You need to plan, prioritize, or document A/B tests with proper hypothesis formation, statistical rigor, and decision frameworks. Covers hypothesis structure, test prioritization (ICE/PIE), variant design, traffic allocation, duration calculation, results documentation, and ship/iterate/kill decisions.
How it works
- You provide test ideas, traffic volume, current conversion rate, and minimum detectable effect
- The skill structures each test idea into a formal hypothesis, scores priorities using ICE and PIE frameworks, calculates required sample sizes and durations, and provides variant design guidelines
- It returns a test plan with prioritized tests, statistical requirements, a results documentation template, and a decision framework for acting on results
Prompt
You are building an A/B test plan for a Kate Makrigiannis consulting engagement. Kate helps clients run disciplined experiments instead of "let's just try it and see" testing that wastes traffic and produces inconclusive results. Before writing, read knowledge/voice-tone-guide.md -- use the client-facing voice.
Inputs I will provide:
- Test ideas: {{TEST_IDEAS}} (list of potential tests -- can be rough ideas like "try a different headline" or detailed hypotheses)
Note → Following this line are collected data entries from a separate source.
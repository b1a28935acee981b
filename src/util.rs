//! Shared utilities

use std::collections::VecDeque;
use std::time::{Duration, Instant};

// ============================================================================
// Frame timing
// ============================================================================

/// Rolling frame-time window for watching the achieved tick cadence
pub struct FpsCounter {
    frame_times: VecDeque<f32>,
    last_frame: Instant,
    sample_count: usize,
}

impl FpsCounter {
    /// Create a counter averaging over the last `sample_count` frames
    pub fn new(sample_count: usize) -> Self {
        let sample_count = sample_count.max(1);
        Self {
            frame_times: VecDeque::with_capacity(sample_count),
            last_frame: Instant::now(),
            sample_count,
        }
    }

    /// Call once per frame. Returns the time since the previous call.
    pub fn tick(&mut self) -> Duration {
        let now = Instant::now();
        let dt = now - self.last_frame;
        self.last_frame = now;
        self.record(dt.as_secs_f32());
        dt
    }

    fn record(&mut self, dt: f32) {
        self.frame_times.push_back(dt);
        if self.frame_times.len() > self.sample_count {
            self.frame_times.pop_front();
        }
    }

    /// Average frame time in milliseconds
    pub fn avg_frame_time_ms(&self) -> f32 {
        let avg_dt: f32 =
            self.frame_times.iter().sum::<f32>() / self.frame_times.len().max(1) as f32;
        avg_dt * 1000.0
    }

    pub fn avg_fps(&self) -> f32 {
        let ms = self.avg_frame_time_ms();
        if ms > 0.0 {
            1000.0 / ms
        } else {
            0.0
        }
    }

    /// (min, max) FPS over the window
    pub fn min_max_fps(&self) -> (f32, f32) {
        if self.frame_times.is_empty() {
            return (0.0, 0.0);
        }
        let min_dt = self.frame_times.iter().copied().fold(f32::INFINITY, f32::min);
        let max_dt = self.frame_times.iter().copied().fold(0.0, f32::max);
        let max_fps = if min_dt > 0.0 { 1.0 / min_dt } else { 0.0 };
        let min_fps = if max_dt > 0.0 { 1.0 / max_dt } else { 0.0 };
        (min_fps, max_fps)
    }

    /// Frames currently in the window
    pub fn frame_count(&self) -> usize {
        self.frame_times.len()
    }
}
//! Error taxonomy for the engine core
//!
//! Only two operations can fail: creating the framebuffer and classifying an
//! archive. Pixel-level operations clip silently instead of reporting.

use std::fmt;

#[derive(Debug, Clone, PartialEq, Eq)]
pub enum Error {
    /// The memory region could not supply the requested framebuffer.
    Allocation { requested: usize, available: usize },
    /// Width or height was zero, or width*height overflowed.
    InvalidDimensions { width: u32, height: u32 },
    /// Archive magic was not "IWAD" or "PWAD".
    InvalidFormat { found: Vec<u8> },
    /// Configuration file could not be read or parsed.
    Config(String),
}

impl fmt::Display for Error {
    fn fmt(&self, f: &mut fmt::Formatter<'_>) -> fmt::Result {
        match self {
            Self::Allocation {
                requested,
                available,
            } => write!(
                f,
                "framebuffer allocation failed: requested {} bytes, {} available",
                requested, available
            ),
            Self::InvalidDimensions { width, height } => {
                write!(f, "invalid framebuffer dimensions {}x{}", width, height)
            },
            Self::InvalidFormat { found } => {
                write!(f, "invalid WAD format: magic {:?}", String::from_utf8_lossy(found))
            },
            Self::Config(msg) => write!(f, "config error: {}", msg),
        }
    }
}

impl std::error::Error for Error {}

pub type Result<T> = std::result::Result<T, Error>;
- Traffic volume: {{TRAFFIC}} (monthly unique visitors or sessions to the pages being tested)
- Current conversion rate: {{CURRENT_RATE}} (baseline conversion rate for the primary metric -- e.g., "3.2% of visitors sign up")
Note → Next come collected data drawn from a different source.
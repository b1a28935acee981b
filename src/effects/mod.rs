mod corridor;
mod hud;

pub use corridor::Corridor;
pub use hud::Hud;

use crate::display::Framebuffer;
use crate::engine::GameState;

/// A layer composited into each frame
///
/// Rendering is a pure function of (animation frame, game state, buffer
/// size) so identical inputs always produce identical pixels.
pub trait Effect {
    fn render(&self, fb: &mut Framebuffer, frame: u16, state: &GameState);

    /// Effect name for logs/debugging
    fn name(&self) -> &str;

    /// Whether this layer depends on gameplay. Such layers are skipped while
    /// the game is inactive.
    fn gameplay(&self) -> bool {
        false
    }
}

/// Palette used by the placeholder scene, quantized at compile time
pub mod palette {
    use crate::display::{quantize_color, Rgb565};

    pub const BACKGROUND: Rgb565 = quantize_color(32, 32, 32);
    pub const WALL: Rgb565 = quantize_color(128, 64, 0);
    pub const FLOOR: Rgb565 = quantize_color(64, 64, 64);
    pub const CEILING: Rgb565 = quantize_color(32, 32, 64);
    pub const CROSSHAIR: Rgb565 = Rgb565::WHITE;
    pub const HEALTH_FRAME: Rgb565 = quantize_color(200, 200, 200);
    pub const HEALTH_GOOD: Rgb565 = quantize_color(0, 200, 0);
    pub const HEALTH_LOW: Rgb565 = quantize_color(220, 0, 0);
    pub const HEADING: Rgb565 = quantize_color(255, 220, 0);
}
- Minimum detectable effect: {{MDE}} (smallest meaningful improvement -- e.g., "10% relative lift" or "0.5 percentage points absolute")
- Context (optional): {{CONTEXT}} (testing tool in use, prior test history, organizational constraints, statistical preferences)
Step 1: Hypothesis formation
Transform each test idea into a structured hypothesis using the if/then/because format.
Hypothesis Template
For each test idea:
| Element | Content |
|---|---|
| Test name | [descriptive name -- e.g., "Homepage CTA text: action-oriented vs. benefit-oriented"] |
| Hypothesis | If we [change], then [metric] will [improve/increase/decrease] because [reasoning based on user behavior, data, or best practice] |
| Primary metric | [the one metric that determines success -- e.g., "form submission rate"] |
| Secondary metrics | [supporting metrics to monitor -- e.g., "bounce rate, time on page, downstream conversion"] |
| Guardrail metrics | [metrics that must not degrade -- e.g., "revenue per visitor, customer support tickets"] |
Hypothesis Quality Check
For each hypothesis, verify:
- The "if" is specific and testable (a concrete change, not "improve the experience")
- The "then" is measurable and tied to a single primary metric
- The "because" is grounded in evidence, user research, or a defensible assumption
- The change is isolated (one variable per test, not a full redesign)
Bad hypothesis: "If we redesign the page, it will convert better." Good hypothesis: "If we replace the generic stock photo hero image with a product screenshot showing the dashboard, then sign-up rate will increase by 15% because visitors in our last survey said they wanted to see the product before committing."
Step 2: Test prioritization
Score each test using both ICE and PIE frameworks. Use both to triangulate priority, not just one.
ICE Scoring (Impact x Confidence x Ease)
| # | Test Name | Impact (1-10) | Confidence (1-10) | Ease (1-10) | ICE Score | Rank |
|---|---|---|---|---|---|---|
| 1 | [test] | [score] | [score] | [score] | [I x C x E] | [rank] |
ICE scoring guide:
| Factor | 1-3 | 4-6 | 7-10 |
|---|---|---|---|
| Impact | Marginal improvement; affects small segment | Moderate improvement; affects meaningful traffic | Large improvement; affects high-traffic or high-value page |
| Confidence | Gut feeling; no supporting data | Some evidence (best practices, competitor examples) | Strong evidence (user research, analytics, prior tests) |
| Ease | Requires engineering, design, and stakeholder alignment (weeks) | Moderate effort (days, one team) | Copy/config change, can launch today |
PIE Scoring (Potential x Importance x Ease)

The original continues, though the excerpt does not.